## Records supplied
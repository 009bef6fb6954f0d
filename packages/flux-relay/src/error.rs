//! Error taxonomy for the broker.
//!
//! Every variant that is ever sent to a client carries a fixed wire code
//! (§4.3); internal failures do not.

use thiserror::Error;

pub type Result<T> = std::result::Result<T, Error>;

#[derive(Debug, Error)]
pub enum Error {
    #[error("room is full")]
    RoomFull,

    #[error("invalid or expired code")]
    InvalidCode,

    #[error("peer disconnected")]
    PeerDisconnected,

    #[error("connection lock expired")]
    LockExpired,

    #[error("connection lock not found")]
    LockNotFound,

    #[error("rate limited")]
    RateLimited,

    #[error("code space exhausted")]
    CapacityExhausted,

    #[error("serialization error: {0}")]
    Serde(#[from] serde_json::Error),

    #[error("io error: {0}")]
    Io(#[from] std::io::Error),
}

impl Error {
    /// The external wire value sent in `ServerMessage::Error { code, .. }`.
    /// Internal-only errors (`CapacityExhausted`, `Serde`, `Io`) have no
    /// wire representation — callers must not surface them to a client.
    pub fn wire_code(&self) -> Option<&'static str> {
        match self {
            Error::RoomFull => Some("ROOM_FULL"),
            Error::InvalidCode => Some("INVALID_CODE"),
            Error::PeerDisconnected => Some("PEER_DISCONNECTED"),
            Error::LockExpired => Some("LOCK_EXPIRED"),
            Error::LockNotFound => Some("LOCK_NOT_FOUND"),
            Error::RateLimited => Some("RATE_LIMITED"),
            Error::CapacityExhausted | Error::Serde(_) | Error::Io(_) => None,
        }
    }

    /// Whether this error closes the connection outright (vs. being
    /// reported while the session continues).
    pub fn is_fatal_to_connection(&self) -> bool {
        matches!(self, Error::RoomFull)
    }
}

#[cfg(test)]
mod tests {
    use super::*;

    #[test]
    fn wire_codes_match_spec_strings() {
        assert_eq!(Error::RoomFull.wire_code(), Some("ROOM_FULL"));
        assert_eq!(Error::InvalidCode.wire_code(), Some("INVALID_CODE"));
        assert_eq!(Error::PeerDisconnected.wire_code(), Some("PEER_DISCONNECTED"));
        assert_eq!(Error::LockExpired.wire_code(), Some("LOCK_EXPIRED"));
        assert_eq!(Error::LockNotFound.wire_code(), Some("LOCK_NOT_FOUND"));
        assert_eq!(Error::RateLimited.wire_code(), Some("RATE_LIMITED"));
    }

    #[test]
    fn internal_errors_have_no_wire_code() {
        assert_eq!(Error::CapacityExhausted.wire_code(), None);
    }

    #[test]
    fn only_room_full_is_fatal_to_the_connection() {
        assert!(Error::RoomFull.is_fatal_to_connection());
        assert!(!Error::RateLimited.is_fatal_to_connection());
        assert!(!Error::PeerDisconnected.is_fatal_to_connection());
    }
}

## What to do
Type out the whole listing above exactly.

## Written answer
repository 009bef6fb6954f0d
filename packages/flux-relay/src/error.rs
//! Error taxonomy for the broker.
//!
//! Every variant that is ever sent to a client carries a fixed wire code
//! (§4.3); internal failures do not.

use thiserror::Error;

pub type Result<T> = std::result::Result<T, Error>;

#[derive(Debug, Error)]
pub enum Error {
    #[error("room is full")]
    RoomFull,

    #[error("invalid or expired code")]
    InvalidCode,

    #[error("peer disconnected")]
    PeerDisconnected,

    #[error("connection lock expired")]
    LockExpired,

    #[error("connection lock not found")]
    LockNotFound,

    #[error("rate limited")]
    RateLimited,

    #[error("code space exhausted")]
    CapacityExhausted,

    #[error("serialization error: {0}")]
    Serde(#[from] serde_json::Error),

    #[error("io error: {0}")]
    Io(#[from] std::io::Error),
}

impl Error {
    /// The external wire value sent in `ServerMessage::Error { code, .. }`.
    /// Internal-only errors (`CapacityExhausted`, `Serde`, `Io`) have no
    /// wire representation — callers must not surface them to a client.
    pub fn wire_code(&self) -> Option<&'static str> {
        match self {
            Error::RoomFull => Some("ROOM_FULL"),
            Error::InvalidCode => Some("INVALID_CODE"),
            Error::PeerDisconnected => Some("PEER_DISCONNECTED"),
            Error::LockExpired => Some("LOCK_EXPIRED"),
            Error::LockNotFound => Some("LOCK_NOT_FOUND"),
            Error::RateLimited => Some("RATE_LIMITED"),
            Error::CapacityExhausted | Error::Serde(_) | Error::Io(_) => None,
        }
    }

    /// Whether this error closes the connection outright (vs. being
    /// reported while the session continues).
    pub fn is_fatal_to_connection(&self) -> bool {
        matches!(self, Error::RoomFull)
    }
}

#[cfg(test)]
mod tests {
    use super::*;

    #[test]
    fn wire_codes_match_spec_strings() {
        assert_eq!(Error::RoomFull.wire_code(), Some("ROOM_FULL"));
        assert_eq!(Error::InvalidCode.wire_code(), Some("INVALID_CODE"));
        assert_eq!(Error::PeerDisconnected.wire_code(), Some("PEER_DISCONNECTED"));
        assert_eq!(Error::LockExpired.wire_code(), Some("LOCK_EXPIRED"));
        assert_eq!(Error::LockNotFound.wire_code(), Some("LOCK_NOT_FOUND"));
        assert_eq!(Error::RateLimited.wire_code(), Some("RATE_LIMITED"));
    }

    #[test]
    fn internal_errors_have_no_wire_code() {
        assert_eq!(Error::CapacityExhausted.wire_code(), None);
    }

    #[test]
    fn only_room_full_is_fatal_to_the_connection() {
        assert!(Error::RoomFull.is_fatal_to_connection());
        assert!(!Error::RateLimited.is_fatal_to_connection());
        assert!(!Error::PeerDisconnected.is_fatal_to_connection());
    }
}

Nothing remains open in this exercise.